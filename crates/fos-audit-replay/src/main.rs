//! fOS Audit Replay - Main Entry Point
//!
//! Usage: fos-audit-replay <fixture.json> [--config <config.json>] [--device <name>|all] [--json]

use anyhow::{bail, Context};
use fos_audit::{AuditConfig, DeviceProfile};
use tracing_subscriber::EnvFilter;

#[derive(Debug)]
struct Args {
    fixture: String,
    config: Option<String>,
    devices: Vec<DeviceProfile>,
    json: bool,
}

fn device_by_name(name: &str) -> anyhow::Result<Vec<DeviceProfile>> {
    Ok(match name {
        "iphone-15" => vec![DeviceProfile::iphone_15()],
        "galaxy-s21" => vec![DeviceProfile::galaxy_s21()],
        "ipad" => vec![DeviceProfile::ipad()],
        "all" => DeviceProfile::presets(),
        other => bail!("Unknown device '{}' (expected iphone-15, galaxy-s21, ipad or all)", other),
    })
}

fn parse_args(args: impl IntoIterator<Item = String>) -> anyhow::Result<Args> {
    let mut fixture = None;
    let mut config = None;
    let mut devices = vec![DeviceProfile::default()];
    let mut json = false;

    let mut args = args.into_iter();
    while let Some(arg) = args.next() {
        match arg.as_str() {
            "--config" => config = Some(args.next().context("--config needs a path")?),
            "--device" => devices = device_by_name(&args.next().context("--device needs a name")?)?,
            "--json" => json = true,
            flag if flag.starts_with("--") => bail!("Unknown option: {}", flag),
            path if fixture.is_none() => fixture = Some(path.to_string()),
            other => bail!("Unexpected argument: {}", other),
        }
    }

    let fixture = fixture.context("usage: fos-audit-replay <fixture.json> [--config <config.json>] [--device <name>|all] [--json]")?;
    Ok(Args { fixture, config, devices, json })
}

fn main() -> anyhow::Result<()> {
    // Initialize logging
    tracing_subscriber::fmt()
        .with_env_filter(EnvFilter::try_from_default_env().unwrap_or_else(|_| EnvFilter::new("info")))
        .with_writer(std::io::stderr)
        .init();

    let args = parse_args(std::env::args().skip(1))?;
    tracing::info!("fOS Audit v{} replaying {}", fos_audit::VERSION, args.fixture);

    let fixture = std::fs::read_to_string(&args.fixture)
        .with_context(|| format!("Failed to read fixture {}", args.fixture))?;
    let config = match &args.config {
        Some(path) => {
            let json = std::fs::read_to_string(path).with_context(|| format!("Failed to read config {}", path))?;
            AuditConfig::from_json(&json)?
        }
        None => AuditConfig::default(),
    };

    let reports = fos_audit::audit_fixture(&fixture, &config, &args.devices)?;

    if args.json {
        println!("{}", serde_json::to_string_pretty(&reports)?);
    } else {
        for report in &reports {
            let (passed, failed, warning, error) = report.count_by_status();
            println!("=== {} ===", report.device);
            for verdict in &report.verdicts {
                println!("{}", verdict);
            }
            println!(
                "Passed: {}, Failed: {}, Warnings: {}, Errors: {}\n",
                passed, failed, warning, error
            );
        }
    }

    if reports.iter().any(|r| !r.passes()) {
        bail!("Audit found failures");
    }
    Ok(())
}

#[cfg(test)]
mod tests {
    use super::*;

    fn parse(args: &[&str]) -> anyhow::Result<Args> {
        parse_args(args.iter().map(|a| a.to_string()))
    }

    #[test]
    fn test_parse_fixture_and_options() {
        let args = parse(&["page.json", "--device", "all", "--json"]).unwrap();
        assert_eq!(args.fixture, "page.json");
        assert_eq!(args.devices.len(), 3);
        assert!(args.json);
        assert!(args.config.is_none());
    }

    #[test]
    fn test_unknown_option_is_rejected() {
        let err = parse(&["--jsn", "page.json"]).unwrap_err();
        assert_eq!(err.to_string(), "Unknown option: --jsn");
        assert!(parse(&["page.json", "--jsn"]).is_err());
    }

    #[test]
    fn test_missing_fixture() {
        assert!(parse(&["--json"]).is_err());
        assert!(parse(&["--device", "pixel"]).is_err());
    }
}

※ ※ ※

Problem description: Across the whole listing, how many lines contain the string "page"? Give the number and no more.

Exercise solution: 4